Some additional progress has been made upstream of NMNAT2 and downstream of SARM1. NMNAT2 is targeted to axonal transport vesicles by palmitoylation, which unexpectedly lowers its stability and its capacity to protect injured axons [35, 36]. A partial explanation is that NMNAT2 also exists in a separate, soluble pool [35, 36, 58] and that turnover of the vesicular and soluble proteins is regulated by different proteins. The MYCBP2(PHR1)/FBXO45/SKP1A ubiquitin ligase complex regulates turnover of the vesicular form, and kinases DLK and LZK regulate the half-life of the soluble form. Interestingly, inhibition of these proteins, or corresponding gene deletion, is also protective [9, 59]. Stathmin-2 (STMN2) has an as-yet undefined role as another, albeit weaker inhibitor of programmed axon death [60] which may be important in the context of ALS (see below). Its many similarities to NMNAT2, including being targeted by palmitoylation to the same vesicle population and being turned over by the same enzymes [58], suggest this is the most likely point at which it impacts the pathway, although this remains to be determined.

Downstream of SARM1, the loss of NAD, and subsequently of ATP, is not the only important consequence. The loss of NADP, and consequently of NADPH, is likely to limit the capacity for reactive oxygen species (ROS) buffering, especially as SARM1 NADPase is also activated by NMN [46], and there is SARM1-dependent accumulation of calcium [61] that may drive degeneration through calpains [62], likely due to the several calcium mobilising products of NAD cyclisation and base exchange (Fig. 1). The Drosophila protein Axundead also has a poorly understood but essential role downstream of dSarm [63] that may yet fit with any of these mechanisms (Fig. 1).

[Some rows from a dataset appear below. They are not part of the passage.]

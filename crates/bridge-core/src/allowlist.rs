//! Domain allowlist matching.
//!
//! Decides whether a hostname may be contacted at all. Patterns are plain
//! hostnames or globs (`*` matches any run of characters, `?` exactly one),
//! matched case-insensitively and anchored over the whole hostname. An exact
//! pattern is just a glob without metacharacters, so a single matcher covers
//! both. Matching is purely syntactic: no DNS lookup, no CNAME chasing, only
//! the literal hostname string from the URL.
//!
//! The default is deny. An empty list admits nothing.

use tracing::{info, warn};
use url::Url;

/// A single compiled hostname pattern.
///
/// Compiled once (lowercased, char-indexed) so matching is allocation-free
/// per candidate pattern.
#[derive(Debug, Clone)]
pub struct HostPattern {
    raw: String,
    chars: Vec<char>,
}

impl HostPattern {
    /// Compile a pattern. Never fails: any string is a valid pattern, it may
    /// just never match anything.
    pub fn new(pattern: impl Into<String>) -> Self {
        let raw = pattern.into();
        let chars = raw.to_lowercase().chars().collect();
        Self { raw, chars }
    }

    /// The pattern as originally written.
    pub fn as_str(&self) -> &str {
        &self.raw
    }

    /// Anchored, case-insensitive match over the whole hostname.
    pub fn matches(&self, hostname: &str) -> bool {
        let host: Vec<char> = hostname.to_lowercase().chars().collect();
        glob_match(&self.chars, &host)
    }
}

/// The ordered, immutable set of admissible host patterns.
///
/// Loaded once at process start; any match admits, no match denies.
#[derive(Debug, Clone, Default)]
pub struct Allowlist {
    patterns: Vec<HostPattern>,
}

impl Allowlist {
    /// Build from already-compiled patterns.
    pub fn new(patterns: Vec<HostPattern>) -> Self {
        Self { patterns }
    }

    /// Compile a list of pattern strings.
    pub fn from_patterns<I, S>(patterns: I) -> Self
    where
        I: IntoIterator<Item = S>,
        S: AsRef<str>,
    {
        Self {
            patterns: patterns
                .into_iter()
                .map(|p| HostPattern::new(p.as_ref()))
                .collect(),
        }
    }

    /// Number of patterns.
    pub fn len(&self) -> usize {
        self.patterns.len()
    }

    /// True when no pattern is configured (which denies everything).
    pub fn is_empty(&self) -> bool {
        self.patterns.is_empty()
    }

    /// The configured pattern strings, for startup logging.
    pub fn pattern_strings(&self) -> Vec<&str> {
        self.patterns.iter().map(|p| p.as_str()).collect()
    }

    /// Whether `hostname` is admitted. A stray `:port` suffix is stripped
    /// before matching; an empty hostname is always denied.
    pub fn permits(&self, hostname: &str) -> bool {
        let host = hostname.split(':').next().unwrap_or("").to_lowercase();
        if host.is_empty() {
            return false;
        }
        let candidate: Vec<char> = host.chars().collect();

        for pattern in &self.patterns {
            if glob_match(&pattern.chars, &candidate) {
                info!("domain {} matched pattern {}", host, pattern.as_str());
                return true;
            }
        }

        warn!("domain {} not in allowlist", host);
        false
    }

    /// Whether the host of `url` is admitted. URLs without a host (which
    /// cannot occur for well-formed http/https URLs, but the matcher does not
    /// assume that) are denied.
    pub fn permits_url(&self, url: &Url) -> bool {
        match url.host_str() {
            Some(host) => self.permits(host),
            None => false,
        }
    }
}

/// Anchored glob match of `pattern` against `text`.
///
/// `*` matches any run of characters (including dots), `?` exactly one
/// character, everything else itself. Iterative with single-star
/// backtracking, so pathological patterns stay linear-ish rather than
/// exponential.
fn glob_match(pattern: &[char], text: &[char]) -> bool {
    let mut p = 0;
    let mut t = 0;
    let mut star: Option<(usize, usize)> = None;

    while t < text.len() {
        if p < pattern.len() && (pattern[p] == '?' || pattern[p] == text[t]) {
            p += 1;
            t += 1;
        } else if p < pattern.len() && pattern[p] == '*' {
            star = Some((p, t));
            p += 1;
        } else if let Some((star_p, star_t)) = star {
            // Backtrack: let the last '*' swallow one more character.
            p = star_p + 1;
            t = star_t + 1;
            star = Some((star_p, star_t + 1));
        } else {
            return false;
        }
    }

    while p < pattern.len() && pattern[p] == '*' {
        p += 1;
    }
    p == pattern.len()
}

The Schwann Cell Response to Nerve Injury

Myelinating and non-myelinating Schwann cells have major roles in both the degeneration and regeneration phase of nerve injury. Schwann cells react early to nerve injury with changes in gene expression; however, it is still not clear whether these changes occur before or at the time of axon degeneration [14, 64]. Several studies, conducted first in zebrafish and later in mice, have shown that Schwann cells participate in the breakup of the axon during the process of axon degeneration [65–70]. This process involves the formation of constricting actomyosin spheres and partially requires placental growth factor signalling from the axon, the vascular endothelial growth factor receptor (VEGFR) on Schwann cells, activation of mechanistic target of rapamycin (mTOR) and potentially calcineurin B in Schwann cells [65, 69, 71, 72]. Furthermore, it has recently been shown that Schwann cells upregulate glycolysis after injury and that this process may actually help to protect axons for a short period after injury prior to axon degeneration [65].

During or slightly after the process of axon degeneration, though the exact timing is still unknown, Schwann cells undergo a remarkable biochemical and morphological transformation into repair Schwann cells [13–15]. This conversion can be described as a reversible injury-induced change of cellular state, termed adaptive cellular reprogramming. This is similar to other adult mammalian cellular responses to injury, such as fibroblast to myofibroblast conversion in wound healing, as well as the PNS neuronal upregulation of an axon regeneration program [73]. As part of this transition, repair Schwann cells ingest a proportion of their own myelin sheaths using a form of macroautophagy, termed myelinophagy [17]. Lipidated LC3 (LC3-II), a marker of autophagosomes, is strongly expressed in demyelinating Schwann cells, in vitro and in vivo, in addition to many autophagy machinery genes, such as Atg7. When Atg7 is specifically inactivated in Schwann cells, autophagy and thus myelin clearance after nerve injury is significantly perturbed [17, 74, 75]. Additionally, Schwann cells also use phagocytosis through TAM receptors and the necroptosis pathway to clear myelin debris [74, 76] (Fig. 1). The formation of repair Schwann cells also involves substantial morphological changes to myelinating and non-myelinating Schwann cells transforming into vastly longer, bipolar, branched repair Schwann cells that partially overlap with neighbouring cells within their basal lamina tubes, forming the bands of Büngner [15]. Correct formation of the bands of Büngner likely underlies efficient axon regeneration [13]. This potentially explains why PNS regeneration is more efficient after nerve crush compared to a full nerve transection as a crush injury maintains continuity of the Schwann cell basal lamina tubes between proximal and distal sites [77]. On the contrary, when a nerve is fully transected a multicellular bridge is formed from Schwann cells, fibroblasts, perineurial cells, blood vessels, macrophages and regenerating axons [22]. A number of factors have specific roles in modulating the Schwann cell phenotype specifically in the nerve bridge,these include SOX2, TGFβ1, Robo signalling and ephrin-B/EphB2 signalling. These are reviewed elsewhere [22, 78].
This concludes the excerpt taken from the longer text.